Step 3: Calculate the test statistic:
To test the hypothesis, we calculate the test statistic using the formula for a one-sample proportion test:
z = (p - P) / √(P * (1 - P) / n)
where p is the sample proportion (0.817), P is the proportion in the general population (to be determined), and n is the sample size (785).
Step 4: Determine the critical value:
Since we have a one-sided alternative hypothesis (claiming a higher proportion of non-smokers), we need to find the critical value corresponding to a 0.01 significance level from the standard normal distribution. This critical value is z = 2.33.

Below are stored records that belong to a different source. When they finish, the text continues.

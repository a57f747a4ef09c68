//! Remote store over the GitHub contents API.
//!
//! One journal repository, one branch; entry documents live under
//! `entries/`. The contents API transports file bodies as base64 of the
//! UTF-8 bytes and identifies revisions by blob SHA, which serves as the
//! version token for conditional writes.

use async_trait::async_trait;
use base64::{engine::general_purpose::STANDARD as BASE64, Engine};
use reqwest::{Method, RequestBuilder};
use serde::{Deserialize, Serialize};

use super::{classify, with_retry, RemoteEntry, RemoteFile, RemoteStore, RetryPolicy};
use crate::error::{DaybookError, Result};

const DEFAULT_API_BASE: &str = "https://api.github.com";
const USER_AGENT: &str = concat!("daybook/", env!("CARGO_PKG_VERSION"));

pub struct GitHubStore {
    client: reqwest::Client,
    api_base: String,
    owner: String,
    repo: String,
    branch: String,
    token: Option<String>,
    retry: RetryPolicy,
}

impl GitHubStore {
    pub fn new(owner: &str, repo: &str, branch: &str, token: Option<String>) -> Result<Self> {
        let client = reqwest::Client::builder()
            .user_agent(USER_AGENT)
            .build()
            .map_err(DaybookError::Http)?;
        Ok(Self {
            client,
            api_base: DEFAULT_API_BASE.to_string(),
            owner: owner.to_string(),
            repo: repo.to_string(),
            branch: branch.to_string(),
            token,
            retry: RetryPolicy::default(),
        })
    }

    /// Point at a different API host (GitHub Enterprise, test server).
    pub fn with_api_base(mut self, base: &str) -> Self {
        self.api_base = base.trim_end_matches('/').to_string();
        self
    }

    pub fn with_retry(mut self, retry: RetryPolicy) -> Self {
        self.retry = retry;
        self
    }

    fn contents_url(&self, path: &str) -> String {
        format!(
            "{}/repos/{}/{}/contents/{}",
            self.api_base, self.owner, self.repo, path
        )
    }

    fn request(&self, method: Method, url: &str) -> RequestBuilder {
        let mut builder = self
            .client
            .request(method, url)
            .header("Accept", "application/vnd.github+json");
        if let Some(token) = &self.token {
            builder = builder.bearer_auth(token);
        }
        builder
    }

    async fn read_once(&self, path: &str) -> Result<Option<RemoteFile>> {
        let url = format!("{}?ref={}", self.contents_url(path), self.branch);
        let response = self.request(Method::GET, &url).send().await?;

        match response.status().as_u16() {
            200 => {
                let file: ContentResponse = response.json().await?;
                let content = decode_transport(&file.content.unwrap_or_default(), path)?;
                Ok(Some(RemoteFile {
                    content,
                    version_token: file.sha,
                }))
            }
            404 => Ok(None),
            401 | 403 => Err(auth_error(response.status().as_u16(), path)),
            status => Err(status_error(status, path)),
        }
    }

    async fn write_once(
        &self,
        path: &str,
        content: &str,
        version_token: Option<&str>,
        message: &str,
    ) -> Result<String> {
        let body = WriteRequest {
            message,
            content: BASE64.encode(content.as_bytes()),
            branch: &self.branch,
            sha: version_token,
        };
        let response = self
            .request(Method::PUT, &self.contents_url(path))
            .json(&body)
            .send()
            .await?;

        match response.status().as_u16() {
            200 | 201 => {
                let written: WriteResponse = response.json().await?;
                Ok(written.content.sha)
            }
            401 | 403 | 404 => Err(auth_error(response.status().as_u16(), path)),
            // 409/422 is the contents API's token mismatch.
            409 | 422 => Err(DaybookError::Conflict { path: path.into() }),
            status => Err(status_error(status, path)),
        }
    }

    async fn delete_once(&self, path: &str, version_token: &str, message: &str) -> Result<()> {
        let body = DeleteRequest {
            message,
            sha: version_token,
            branch: &self.branch,
        };
        let response = self
            .request(Method::DELETE, &self.contents_url(path))
            .json(&body)
            .send()
            .await?;

        match response.status().as_u16() {
            200 => Ok(()),
            401 | 403 | 404 => Err(auth_error(response.status().as_u16(), path)),
            409 | 422 => Err(DaybookError::Conflict { path: path.into() }),
            status => Err(status_error(status, path)),
        }
    }

    async fn list_once(&self, path: &str) -> Result<Vec<RemoteEntry>> {
        let url = format!("{}?ref={}", self.contents_url(path), self.branch);
        let response = self.request(Method::GET, &url).send().await?;

        match response.status().as_u16() {
            200 => {
                let items: Vec<ListItem> = response.json().await?;
                Ok(items
                    .into_iter()
                    .filter(|item| item.kind == "file")
                    .map(|item| RemoteEntry {
                        name: item.name,
                        path: item.path,
                    })
                    .collect())
            }
            404 => Ok(Vec::new()),
            401 | 403 => Err(auth_error(response.status().as_u16(), path)),
            status => Err(status_error(status, path)),
        }
    }
}

fn auth_error(status: u16, path: &str) -> DaybookError {
    DaybookError::Authorization {
        status,
        path: path.into(),
    }
}

fn status_error(status: u16, path: &str) -> DaybookError {
    DaybookError::RemoteStatus {
        status,
        path: path.into(),
    }
}

/// The API returns base64 with embedded newlines; strip whitespace before
/// decoding, then require valid UTF-8.
fn decode_transport(encoded: &str, path: &str) -> Result<String> {
    let compact: String = encoded.chars().filter(|c| !c.is_whitespace()).collect();
    let bytes = BASE64
        .decode(compact.as_bytes())
        .map_err(|e| DaybookError::Store(format!("invalid base64 content at {}: {}", path, e)))?;
    String::from_utf8(bytes)
        .map_err(|e| DaybookError::Store(format!("non-UTF-8 content at {}: {}", path, e)))
}

#[async_trait]
impl RemoteStore for GitHubStore {
    async fn read(&self, path: &str) -> Result<Option<RemoteFile>> {
        with_retry(&self.retry, classify, || self.read_once(path)).await
    }

    async fn write(
        &self,
        path: &str,
        content: &str,
        version_token: Option<&str>,
        message: &str,
    ) -> Result<String> {
        with_retry(&self.retry, classify, || {
            self.write_once(path, content, version_token, message)
        })
        .await
    }

    async fn delete(&self, path: &str, version_token: &str, message: &str) -> Result<()> {
        with_retry(&self.retry, classify, || {
            self.delete_once(path, version_token, message)
        })
        .await
    }

    async fn list_dir(&self, path: &str) -> Result<Vec<RemoteEntry>> {
        with_retry(&self.retry, classify, || self.list_once(path)).await
    }
}

#[derive(Debug, Deserialize)]
struct ContentResponse {
    sha: String,
    content: Option<String>,
}

#[derive(Debug, Deserialize)]
struct ListItem {
    name: String,
    path: String,
    #[serde(rename = "type")]
    kind: String,
}

#[derive(Debug, Serialize)]
struct WriteRequest<'a> {
    message: &'a str,
    content: String,
    branch: &'a str,
    #[serde(skip_serializing_if = "Option::is_none")]
    sha: Option<&'a str>,
}

#[derive(Debug, Serialize)]
struct DeleteRequest<'a> {
    message: &'a str,
    sha: &'a str,
    branch: &'a str,
}

#[derive(Debug, Deserialize)]
struct WriteResponse {
    content: WriteContent,
}

#[derive(Debug, Deserialize)]
struct WriteContent {
    sha: String,
}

Step 5: Calculate the p-value:
The p-value is the probability of obtaining a test statistic as extreme as the one observed in the sample, given that the null hypothesis is true. To calculate the p-value, we use the standard normal distribution. We find the area to the right of the test statistic (z = 1.87) under the standard normal curve using a z-table or a calculator.
Step 6: Make a decision:
Compare the p-value to the significance level. If the p-value is less than the significance level (0.01), we reject the null hypothesis. If the p-value is greater than or equal to the significance level, we fail to reject the null hypothesis.
In this case, if the p-value is less than 0.01, we reject the null hypothesis. If the p-value is greater than or equal to 0.01, we fail to reject the null hypothesis.
So, the final step would involve calculating the p-value based on the test statistic and comparing it to the significance level. Unfortunately, without the proportion of non-smokers in the general population, we cannot proceed with calculating the p-value.